The CI and GCN3 ISA specs for SLC say: "System Level Coherent. When set, accesses are forced to miss in level 2 texture cache and are coherent with system memory."
Has this been changed?
I only found MTYPE references to for image and buffer rsrc, is there a way to set it for flat ops?
The ISA specs also don't mention what values are allowed in those 3 bits.

I do not think using SLC will achieve what you are looking for. The default memory policies for SLC are to enable STREAMING mode which leaves cache lines in the L2 cache and so will not achieve coherence. What you need is for the L2 cache to be kept coherent with the memory fabric which is what the MTYPE and IOMMUv2 can provide on APUs. The runtime can configure the hardware to do this. Buffer instructions use V# that can specify the MTYPE, and there are configuration registers that can be set for each aperture with the MTYPE to use.
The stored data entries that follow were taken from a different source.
//! Object-store implementation of RangeReader.
//!
//! Reads byte ranges from objects in S3 or any S3-compatible store (MinIO,
//! storage gateways, etc.) using HTTP range requests. The object size is
//! fetched once on creation via HEAD; after that every read is a single
//! ranged GetObject.

use std::error::Error as _;

use async_trait::async_trait;
use aws_sdk_s3::Client;
use bytes::Bytes;

use crate::error::IoError;

use super::RangeReader;

/// Build an S3 client for the configured region and optional custom endpoint.
///
/// Credentials come from the default AWS provider chain (environment,
/// profile, instance role).
pub async fn create_object_client(region: &str, endpoint: Option<&str>) -> Client {
    let mut loader = aws_config::defaults(aws_config::BehaviorVersion::latest())
        .region(aws_config::Region::new(region.to_string()));

    if let Some(endpoint) = endpoint {
        loader = loader.endpoint_url(endpoint);
    }

    let config = loader.load().await;
    Client::new(&config)
}

/// Object-store-backed implementation of RangeReader.
#[derive(Clone)]
pub struct ObjectRangeReader {
    client: Client,
    bucket: String,
    key: String,
    size: u64,
    identifier: String,
}

impl ObjectRangeReader {
    /// Create a reader for the given bucket and key.
    ///
    /// Performs a HEAD request to determine the object size. Returns
    /// `IoError::NotFound` if the object does not exist and
    /// `IoError::AccessDenied` if the store rejects our credentials.
    pub async fn new(client: Client, bucket: String, key: String) -> Result<Self, IoError> {
        let identifier = format!("s3://{}/{}", bucket, key);

        let head = client
            .head_object()
            .bucket(&bucket)
            .key(&key)
            .send()
            .await
            .map_err(|e| classify_sdk_error(e, &identifier))?;

        let size = head.content_length().unwrap_or(0) as u64;

        Ok(Self {
            client,
            bucket,
            key,
            size,
            identifier,
        })
    }

    /// Get the bucket name.
    pub fn bucket(&self) -> &str {
        &self.bucket
    }

    /// Get the object key.
    pub fn key(&self) -> &str {
        &self.key
    }
}

/// Map an SDK service error onto our I/O error kinds.
fn classify_sdk_error<E, R>(err: aws_sdk_s3::error::SdkError<E, R>, identifier: &str) -> IoError
where
    E: std::error::Error + Send + Sync + 'static,
    R: std::fmt::Debug,
{
    let text = err.to_string();
    let source = err
        .source()
        .map(|s| s.to_string())
        .unwrap_or_default();

    let combined = format!("{} {}", text, source);
    if combined.contains("NotFound") || combined.contains("NoSuchKey") || combined.contains("404") {
        return IoError::NotFound(identifier.to_string());
    }
    if combined.contains("AccessDenied") || combined.contains("403") {
        return IoError::AccessDenied(identifier.to_string());
    }
    IoError::Upstream(format!("{}: {}", identifier, text))
}

#[async_trait]
impl RangeReader for ObjectRangeReader {
    async fn read_exact_at(&self, offset: u64, len: usize) -> Result<Bytes, IoError> {
        if offset + len as u64 > self.size {
            return Err(IoError::RangeOutOfBounds {
                offset,
                requested: len as u64,
                size: self.size,
            });
        }

        // HTTP ranges are inclusive on both ends.
        let range = format!("bytes={}-{}", offset, offset + len as u64 - 1);

        let output = self
            .client
            .get_object()
            .bucket(&self.bucket)
            .key(&self.key)
            .range(range)
            .send()
            .await
            .map_err(|e| classify_sdk_error(e, &self.identifier))?;

        let data = output
            .body
            .collect()
            .await
            .map_err(|e| IoError::Connection(e.to_string()))?
            .into_bytes();

        if data.len() != len {
            return Err(IoError::Upstream(format!(
                "{}: short range response, wanted {} bytes, got {}",
                self.identifier,
                len,
                data.len()
            )));
        }

        Ok(data)
    }

    fn size(&self) -> u64 {
        self.size
    }

    fn identifier(&self) -> &str {
        &self.identifier
    }
}

// =============================================================================
// Tests
// =============================================================================

#[cfg(test)]
mod tests {
    // ObjectRangeReader is exercised against live or emulated stores in
    // deployment smoke tests; unit coverage here is limited to what needs no
    // network.

    #[tokio::test]
    async fn test_create_object_client_with_endpoint() {
        // Builds a client without touching the network.
        let client = super::create_object_client("us-east-1", Some("http://127.0.0.1:9000")).await;
        let _ = client; // construction is the assertion
    }
}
What runtime are you intending to use to load and execute the code produced?

How where you thinking of controlling when to enable this as you would not want to affect the existing code generated as adding SLC will make code execute less performantly?

In D39350#909481, @t-tye wrote:

In D39350#909426, @jvesely wrote:

In D39350#908854, @t-tye wrote:

Are we sure using SLC is the way to achieve this? IIRC SLC can be used for streaming, but does not ensure L2 bypass. On an APU the MTYPE=CC specifies the memory policy that support coherence.
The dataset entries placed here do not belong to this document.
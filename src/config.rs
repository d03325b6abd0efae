//! Configuration for the image-delivery pipeline.
//!
//! Configuration is parsed once (from command-line arguments and `DERIVA_`
//! environment variables) into an immutable snapshot. Each request carries an
//! `Arc<Config>`; a runtime reload is a matter of building a new snapshot and
//! swapping the pointer between requests — running requests keep the snapshot
//! they started with.
//!
//! # Environment Variables
//!
//! - `DERIVA_RESOLVER` - Default source provider name (default: filesystem)
//! - `DERIVA_DELEGATE_RESOLVER` - Consult the delegate's `get_resolver` hook
//! - `DERIVA_FS_PREFIX` / `DERIVA_FS_SUFFIX` - Filesystem path affixes
//! - `DERIVA_HTTP_PREFIX` / `DERIVA_HTTP_SUFFIX` - HTTP URL affixes
//! - `DERIVA_HTTP_USERNAME` / `DERIVA_HTTP_SECRET` - HTTP basic auth
//! - `DERIVA_HTTP_TRUST_ALL_CERTS` - Disable TLS verification (testing only)
//! - `DERIVA_S3_BUCKET` / `DERIVA_S3_REGION` / `DERIVA_S3_ENDPOINT` - Object store
//! - `DERIVA_LOOKUP_STRATEGY` - `basic` or `script` key mapping
//! - `DERIVA_LIMIT_TO_8_BITS` - Clamp deep sources to 8 bits per sample
//! - `DERIVA_NORMALIZE` - Stretch each channel to the full dynamic range
//! - `DERIVA_PRESERVE_METADATA` - Re-embed metadata on same-format output
//! - `DERIVA_DERIVATIVE_DIR` - Derivative cache directory
//! - `DERIVA_DERIVATIVE_SIZE` - Derivative cache soft cap in bytes
//! - `DERIVA_DERIVATIVE_TTL` - Derivative cache TTL in seconds (0 = off)
//! - `DERIVA_INFO_CACHE_ENTRIES` - Info cache LRU capacity
//! - `DERIVA_SINGLE_FLIGHT` - Collapse concurrent identical builds
//! - `DERIVA_OPEN_TIMEOUT` / `DERIVA_READ_TIMEOUT` / `DERIVA_REQUEST_TIMEOUT`

use clap::Parser;

// =============================================================================
// Default Values
// =============================================================================

/// Default source provider.
pub const DEFAULT_RESOLVER: &str = "filesystem";

/// Default AWS region for the object-store provider.
pub const DEFAULT_REGION: &str = "us-east-1";

/// Default derivative cache soft cap: 1GB.
pub const DEFAULT_DERIVATIVE_SIZE: u64 = 1024 * 1024 * 1024;

/// Default info cache capacity (number of images).
pub const DEFAULT_INFO_CACHE_ENTRIES: usize = 1000;

/// Default source-open timeout in seconds.
pub const DEFAULT_OPEN_TIMEOUT_SECS: u64 = 30;

/// Default per-read timeout in seconds.
pub const DEFAULT_READ_TIMEOUT_SECS: u64 = 30;

/// Default whole-request timeout in seconds.
pub const DEFAULT_REQUEST_TIMEOUT_SECS: u64 = 120;

// =============================================================================
// Configuration
// =============================================================================

/// Immutable configuration snapshot for the image pipeline.
#[derive(Parser, Debug, Clone)]
#[command(name = "deriva")]
#[command(author, version, about, long_about = None)]
pub struct Config {
    // =========================================================================
    // Source Resolution
    // =========================================================================
    /// Name of the default source provider (filesystem, http, s3, database).
    #[arg(long, default_value = DEFAULT_RESOLVER, env = "DERIVA_RESOLVER")]
    pub resolver: String,

    /// Consult the delegate's `get_resolver` hook to pick a provider per request.
    #[arg(long, default_value_t = false, env = "DERIVA_DELEGATE_RESOLVER")]
    pub delegate_resolver: bool,

    /// Key/path lookup strategy: `basic` (affix mapping) or `script` (delegate).
    #[arg(long, default_value = "basic", env = "DERIVA_LOOKUP_STRATEGY")]
    pub lookup_strategy: String,

    // =========================================================================
    // Filesystem Provider
    // =========================================================================
    /// Path prefix prepended to identifiers.
    #[arg(long, default_value = "", env = "DERIVA_FS_PREFIX")]
    pub fs_prefix: String,

    /// Path suffix appended to identifiers.
    #[arg(long, default_value = "", env = "DERIVA_FS_SUFFIX")]
    pub fs_suffix: String,

    // =========================================================================
    // HTTP Provider
    // =========================================================================
    /// URL prefix prepended to identifiers.
    #[arg(long, default_value = "", env = "DERIVA_HTTP_PREFIX")]
    pub http_prefix: String,

    /// URL suffix appended to identifiers.
    #[arg(long, default_value = "", env = "DERIVA_HTTP_SUFFIX")]
    pub http_suffix: String,

    /// Basic auth username for the HTTP provider.
    #[arg(long, env = "DERIVA_HTTP_USERNAME")]
    pub http_username: Option<String>,

    /// Basic auth secret for the HTTP provider.
    #[arg(long, env = "DERIVA_HTTP_SECRET")]
    pub http_secret: Option<String>,

    /// Disable TLS certificate verification for the HTTP provider.
    ///
    /// WARNING: Only enable in development/testing.
    #[arg(long, default_value_t = false, env = "DERIVA_HTTP_TRUST_ALL_CERTS")]
    pub http_trust_all_certs: bool,

    // =========================================================================
    // Object-Store Provider
    // =========================================================================
    /// Bucket name for the object-store provider.
    #[arg(long, env = "DERIVA_S3_BUCKET")]
    pub s3_bucket: Option<String>,

    /// Region for the object-store provider.
    #[arg(long, default_value = DEFAULT_REGION, env = "DERIVA_S3_REGION")]
    pub s3_region: String,

    /// Custom endpoint for S3-compatible services (MinIO, gateways, etc.).
    #[arg(long, env = "DERIVA_S3_ENDPOINT")]
    pub s3_endpoint: Option<String>,

    /// Key prefix prepended to identifiers in the object store.
    #[arg(long, default_value = "", env = "DERIVA_S3_PREFIX")]
    pub s3_prefix: String,

    /// Key suffix appended to identifiers in the object store.
    #[arg(long, default_value = "", env = "DERIVA_S3_SUFFIX")]
    pub s3_suffix: String,

    // =========================================================================
    // Reader Behavior
    // =========================================================================
    /// Rescale sources deeper than 8 bits per sample down to 8.
    #[arg(long, default_value_t = false, env = "DERIVA_LIMIT_TO_8_BITS")]
    pub limit_to_8_bits: bool,

    /// Linearly stretch each channel's observed range to the full depth range.
    #[arg(long, default_value_t = false, env = "DERIVA_NORMALIZE")]
    pub normalize: bool,

    /// Re-embed source metadata when the output format matches the source.
    #[arg(long, default_value_t = false, env = "DERIVA_PRESERVE_METADATA")]
    pub preserve_metadata: bool,

    // =========================================================================
    // Caches
    // =========================================================================
    /// Directory holding derivative cache payloads. Empty disables the cache.
    #[arg(long, default_value = "", env = "DERIVA_DERIVATIVE_DIR")]
    pub derivative_dir: String,

    /// Soft cap on total derivative cache size in bytes.
    #[arg(long, default_value_t = DEFAULT_DERIVATIVE_SIZE, env = "DERIVA_DERIVATIVE_SIZE")]
    pub derivative_size_bytes: u64,

    /// Derivative cache entry TTL in seconds. 0 disables TTL eviction.
    #[arg(long, default_value_t = 0, env = "DERIVA_DERIVATIVE_TTL")]
    pub derivative_ttl_seconds: u64,

    /// Maximum number of image infos to keep in memory.
    #[arg(long, default_value_t = DEFAULT_INFO_CACHE_ENTRIES, env = "DERIVA_INFO_CACHE_ENTRIES")]
    pub info_cache_entries: usize,

    /// Collapse concurrent identical requests into one build.
    ///
    /// When disabled, concurrent duplicates each run independently.
    #[arg(long, default_value_t = true, env = "DERIVA_SINGLE_FLIGHT")]
    pub single_flight: bool,

    // =========================================================================
    // Timeouts
    // =========================================================================
    /// Source-open timeout in seconds.
    #[arg(long, default_value_t = DEFAULT_OPEN_TIMEOUT_SECS, env = "DERIVA_OPEN_TIMEOUT")]
    pub open_timeout_secs: u64,

    /// Per-read timeout in seconds.
    #[arg(long, default_value_t = DEFAULT_READ_TIMEOUT_SECS, env = "DERIVA_READ_TIMEOUT")]
    pub read_timeout_secs: u64,

    /// Whole-request timeout in seconds.
    #[arg(long, default_value_t = DEFAULT_REQUEST_TIMEOUT_SECS, env = "DERIVA_REQUEST_TIMEOUT")]
    pub request_timeout_secs: u64,
}

impl Config {
    /// Validate the configuration and return an error message if invalid.
    pub fn validate(&self) -> Result<(), String> {
        match self.resolver.as_str() {
            "filesystem" | "http" | "s3" | "database" => {}
            other => {
                return Err(format!(
                    "unknown resolver '{}': expected filesystem, http, s3, or database",
                    other
                ))
            }
        }

        match self.lookup_strategy.as_str() {
            "basic" | "script" => {}
            other => {
                return Err(format!(
                    "unknown lookup_strategy '{}': expected basic or script",
                    other
                ))
            }
        }

        if self.resolver == "s3" && self.s3_bucket.is_none() {
            return Err(
                "object-store resolver selected but no bucket configured. \
                 Set --s3-bucket or DERIVA_S3_BUCKET"
                    .to_string(),
            );
        }

        if self.http_username.is_some() != self.http_secret.is_some() {
            return Err("HTTP basic auth needs both a username and a secret".to_string());
        }

        if self.info_cache_entries == 0 {
            return Err("info_cache_entries must be greater than 0".to_string());
        }

        if self.open_timeout_secs == 0 || self.read_timeout_secs == 0 {
            return Err("timeouts must be greater than 0".to_string());
        }

        Ok(())
    }

    /// Build a config with defaults, without touching argv or the environment.
    ///
    /// This is what library embedders and tests start from.
    pub fn standalone() -> Self {
        Config {
            resolver: DEFAULT_RESOLVER.to_string(),
            delegate_resolver: false,
            lookup_strategy: "basic".to_string(),
            fs_prefix: String::new(),
            fs_suffix: String::new(),
            http_prefix: String::new(),
            http_suffix: String::new(),
            http_username: None,
            http_secret: None,
            http_trust_all_certs: false,
            s3_bucket: None,
            s3_region: DEFAULT_REGION.to_string(),
            s3_endpoint: None,
            s3_prefix: String::new(),
            s3_suffix: String::new(),
            limit_to_8_bits: false,
            normalize: false,
            preserve_metadata: false,
            derivative_dir: String::new(),
            derivative_size_bytes: DEFAULT_DERIVATIVE_SIZE,
            derivative_ttl_seconds: 0,
            info_cache_entries: DEFAULT_INFO_CACHE_ENTRIES,
            single_flight: true,
            open_timeout_secs: DEFAULT_OPEN_TIMEOUT_SECS,
            read_timeout_secs: DEFAULT_READ_TIMEOUT_SECS,
            request_timeout_secs: DEFAULT_REQUEST_TIMEOUT_SECS,
        }
    }
}

impl Default for Config {
    fn default() -> Self {
        Self::standalone()
    }
}

// =============================================================================
// Tests
// =============================================================================

#[cfg(test)]
mod tests {
    use super::*;

    #[test]
    fn test_default_config_is_valid() {
        assert!(Config::standalone().validate().is_ok());
    }

    #[test]
    fn test_unknown_resolver() {
        let mut config = Config::standalone();
        config.resolver = "carrier-pigeon".to_string();

        let result = config.validate();
        assert!(result.is_err());
        assert!(result.unwrap_err().contains("resolver"));
    }

    #[test]
    fn test_s3_resolver_requires_bucket() {
        let mut config = Config::standalone();
        config.resolver = "s3".to_string();
        assert!(config.validate().is_err());

        config.s3_bucket = Some("images".to_string());
        assert!(config.validate().is_ok());
    }

    #[test]
    fn test_http_auth_needs_both_halves() {
        let mut config = Config::standalone();
        config.http_username = Some("alice".to_string());
        assert!(config.validate().is_err());

        config.http_secret = Some("s3cret".to_string());
        assert!(config.validate().is_ok());
    }

    #[test]
    fn test_invalid_lookup_strategy() {
        let mut config = Config::standalone();
        config.lookup_strategy = "guesswork".to_string();
        assert!(config.validate().is_err());
    }

    #[test]
    fn test_zero_timeouts_rejected() {
        let mut config = Config::standalone();
        config.open_timeout_secs = 0;
        assert!(config.validate().is_err());

        let mut config = Config::standalone();
        config.read_timeout_secs = 0;
        assert!(config.validate().is_err());
    }

    #[test]
    fn test_zero_info_cache_rejected() {
        let mut config = Config::standalone();
        config.info_cache_entries = 0;
        assert!(config.validate().is_err());
    }
}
The CI and GCN3 ISA specs for SLC say: "System Level Coherent. When set, accesses are forced to miss in level 2 texture cache and are coherent with system memory."
Has this been changed?
I only found MTYPE references to for image and buffer rsrc, is there a way to set it for flat ops?
The ISA specs also don't mention what values are allowed in those 3 bits.

I do not think using SLC will achieve what you are looking for. The default memory policies for SLC are to enable STREAMING mode which leaves cache lines in the L2 cache and so will not achieve coherence. What you need is for the L2 cache to be kept coherent with the memory fabric which is what the MTYPE and IOMMUv2 can provide on APUs. The runtime can configure the hardware to do this. Buffer instructions use V# that can specify the MTYPE, and there are configuration registers that can be set for each aperture with the MTYPE to use.
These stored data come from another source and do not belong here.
//! Local-filesystem source provider.
//!
//! Paths are formed as prefix ⊕ sanitized(identifier) ⊕ suffix. Sanitization
//! strips every `..` segment before the join, and opened paths are
//! canonicalized and checked for containment under the prefix root, so
//! neither dot-dot traversal nor symlink escapes can reach outside it.

use std::path::{Path, PathBuf};
use std::sync::Arc;

use async_trait::async_trait;
use tracing::debug;

use crate::delegate::{hooks, resolve_required, Delegate};
use crate::error::Error;
use crate::format::Format;
use crate::io::FileRangeReader;

use super::{sniff_via, LookupStrategy, Source, SourceHandle};

/// Filesystem-backed implementation of [`Source`].
pub struct FilesystemSource {
    prefix: PathBuf,
    suffix: String,
    lookup: LookupStrategy,
    delegate: Option<Arc<dyn Delegate>>,
}

impl FilesystemSource {
    /// Create a provider rooted at `prefix`.
    pub fn new(prefix: impl Into<PathBuf>, suffix: impl Into<String>) -> Self {
        Self {
            prefix: prefix.into(),
            suffix: suffix.into(),
            lookup: LookupStrategy::Basic,
            delegate: None,
        }
    }

    /// Resolve paths through the delegate's `get_pathname` hook instead of
    /// affix mapping.
    pub fn with_delegate(mut self, delegate: Arc<dyn Delegate>) -> Self {
        self.lookup = LookupStrategy::Script;
        self.delegate = Some(delegate);
        self
    }

    /// Strip traversal fragments from an identifier before joining.
    ///
    /// Removes `..` segments (in any separator combination) and leading
    /// separators; empty and `.` segments collapse away with them.
    fn sanitize(identifier: &str) -> PathBuf {
        let mut clean = PathBuf::new();
        for segment in identifier.split(['/', '\\']) {
            if segment.is_empty() || segment == "." || segment == ".." {
                continue;
            }
            clean.push(segment);
        }
        clean
    }

    /// Map an identifier to its candidate path.
    async fn resolve_path(&self, identifier: &str) -> Result<PathBuf, Error> {
        match self.lookup {
            LookupStrategy::Script => {
                let delegate = self
                    .delegate
                    .as_ref()
                    .ok_or_else(|| Error::Internal("script lookup without a delegate".into()))?;
                let path =
                    resolve_required(delegate.as_ref(), hooks::GET_PATHNAME, identifier).await?;
                Ok(PathBuf::from(path))
            }
            LookupStrategy::Basic => {
                let mut path = self.prefix.join(Self::sanitize(identifier));
                if !self.suffix.is_empty() {
                    let mut name = path.file_name().unwrap_or_default().to_os_string();
                    name.push(&self.suffix);
                    path.set_file_name(name);
                }
                Ok(path)
            }
        }
    }

    /// Canonicalize and verify containment under the prefix root.
    ///
    /// Symlinks resolve during canonicalization, so a link pointing outside
    /// the root fails containment even though its path appears inside.
    async fn checked_path(&self, identifier: &str) -> Result<PathBuf, Error> {
        let candidate = self.resolve_path(identifier).await?;

        let canonical = tokio::fs::canonicalize(&candidate).await.map_err(|e| {
            if e.kind() == std::io::ErrorKind::NotFound {
                Error::NotFound(identifier.to_string())
            } else {
                Error::UpstreamUnavailable(e.to_string())
            }
        })?;

        // Delegate-resolved paths are the delegate's responsibility.
        if self.lookup == LookupStrategy::Basic && !self.prefix.as_os_str().is_empty() {
            let root = tokio::fs::canonicalize(&self.prefix)
                .await
                .map_err(|e| Error::UpstreamUnavailable(e.to_string()))?;
            if !canonical.starts_with(&root) {
                debug!(?canonical, ?root, "path escaped the source root");
                return Err(Error::NotFound(identifier.to_string()));
            }
        }

        Ok(canonical)
    }
}

#[async_trait]
impl Source for FilesystemSource {
    fn name(&self) -> &'static str {
        "filesystem"
    }

    async fn probe(&self, identifier: &str) -> Result<Format, Error> {
        if let Some(format) = Format::from_identifier(identifier) {
            return Ok(format);
        }

        let path = self.checked_path(identifier).await?;
        let reader = FileRangeReader::open(&path).await.map_err(Error::from)?;
        sniff_via(&reader, identifier).await
    }

    async fn open(&self, identifier: &str) -> Result<SourceHandle, Error> {
        let path = self.checked_path(identifier).await?;
        Ok(SourceHandle::File(path))
    }
}

// =============================================================================
// Tests
// =============================================================================

#[cfg(test)]
mod tests {
    use super::*;
    use std::io::Write;

    fn write_file(dir: &Path, name: &str, bytes: &[u8]) {
        let mut f = std::fs::File::create(dir.join(name)).unwrap();
        f.write_all(bytes).unwrap();
    }

    fn jpeg_magic() -> Vec<u8> {
        vec![0xFF, 0xD8, 0xFF, 0xE0, 0, 0, 0, 0, 0, 0, 0, 0, 0, 0, 0, 0]
    }

    #[test]
    fn test_sanitize_strips_traversal() {
        assert_eq!(
            FilesystemSource::sanitize("a/b/c.tif"),
            PathBuf::from("a/b/c.tif")
        );
        assert_eq!(
            FilesystemSource::sanitize("../../etc/passwd"),
            PathBuf::from("etc/passwd")
        );
        assert_eq!(
            FilesystemSource::sanitize("a/../../b.tif"),
            PathBuf::from("a/b.tif")
        );
        assert_eq!(
            FilesystemSource::sanitize("/absolute/path.tif"),
            PathBuf::from("absolute/path.tif")
        );
        assert_eq!(
            FilesystemSource::sanitize("..\\windows\\style"),
            PathBuf::from("windows/style")
        );
    }

    #[tokio::test]
    async fn test_open_inside_root() {
        let dir = tempfile::tempdir().unwrap();
        write_file(dir.path(), "photo.jpg", &jpeg_magic());

        let source = FilesystemSource::new(dir.path(), "");
        let handle = source.open("photo.jpg").await.unwrap();
        assert!(handle.file_path().is_some());
    }

    #[tokio::test]
    async fn test_missing_file_is_not_found() {
        let dir = tempfile::tempdir().unwrap();
        let source = FilesystemSource::new(dir.path(), "");
        assert!(matches!(
            source.open("nope.jpg").await,
            Err(Error::NotFound(_))
        ));
    }

    #[tokio::test]
    async fn test_traversal_cannot_escape() {
        let outer = tempfile::tempdir().unwrap();
        let root = outer.path().join("root");
        std::fs::create_dir(&root).unwrap();
        write_file(outer.path(), "secret.jpg", &jpeg_magic());

        let source = FilesystemSource::new(&root, "");
        // With ".." stripped this resolves inside the root, where the file
        // does not exist.
        assert!(matches!(
            source.open("../secret.jpg").await,
            Err(Error::NotFound(_))
        ));
    }

    #[cfg(unix)]
    #[tokio::test]
    async fn test_symlink_escape_rejected() {
        let outer = tempfile::tempdir().unwrap();
        let root = outer.path().join("root");
        std::fs::create_dir(&root).unwrap();
        write_file(outer.path(), "target.jpg", &jpeg_magic());
        std::os::unix::fs::symlink(outer.path().join("target.jpg"), root.join("link.jpg"))
            .unwrap();

        let source = FilesystemSource::new(&root, "");
        assert!(matches!(
            source.open("link.jpg").await,
            Err(Error::NotFound(_))
        ));
    }

    #[tokio::test]
    async fn test_suffix_appended() {
        let dir = tempfile::tempdir().unwrap();
        write_file(dir.path(), "scan.tif", b"II\x2a\x00rest");

        let source = FilesystemSource::new(dir.path(), ".tif");
        assert!(source.open("scan").await.is_ok());
    }

    #[tokio::test]
    async fn test_probe_prefers_extension() {
        let dir = tempfile::tempdir().unwrap();
        let source = FilesystemSource::new(dir.path(), "");
        // No file on disk needed: the extension answers first.
        assert_eq!(source.probe("anything.png").await.unwrap(), Format::Png);
    }

    #[tokio::test]
    async fn test_probe_falls_back_to_magic() {
        let dir = tempfile::tempdir().unwrap();
        // Mismatched content behind an unknown extension.
        write_file(dir.path(), "mystery.bin", &jpeg_magic());

        let source = FilesystemSource::new(dir.path(), "");
        assert_eq!(source.probe("mystery.bin").await.unwrap(), Format::Jpeg);
    }

    #[tokio::test]
    async fn test_delegate_lookup() {
        use crate::delegate::Delegate;

        let dir = tempfile::tempdir().unwrap();
        write_file(dir.path(), "mapped.jpg", &jpeg_magic());

        struct PathDelegate(PathBuf);

        #[async_trait]
        impl Delegate for PathDelegate {
            async fn call(&self, hook: &str, id: &str) -> Result<Option<String>, Error> {
                assert_eq!(hook, hooks::GET_PATHNAME);
                if id == "alias" {
                    Ok(Some(self.0.join("mapped.jpg").display().to_string()))
                } else {
                    Ok(None)
                }
            }
        }

        let source = FilesystemSource::new("", "")
            .with_delegate(Arc::new(PathDelegate(dir.path().to_path_buf())));

        assert!(source.open("alias").await.is_ok());
        assert!(matches!(
            source.open("unknown").await,
            Err(Error::NotFound(_))
        ));
    }
}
What runtime are you intending to use to load and execute the code produced?

How where you thinking of controlling when to enable this as you would not want to affect the existing code generated as adding SLC will make code execute less performantly?

For my specific use case (system calls) I use HCC, but I'd expect this to generally apply to system scope atomics.
The bug has been reported here [0], and I wrote simple atomic tests [1].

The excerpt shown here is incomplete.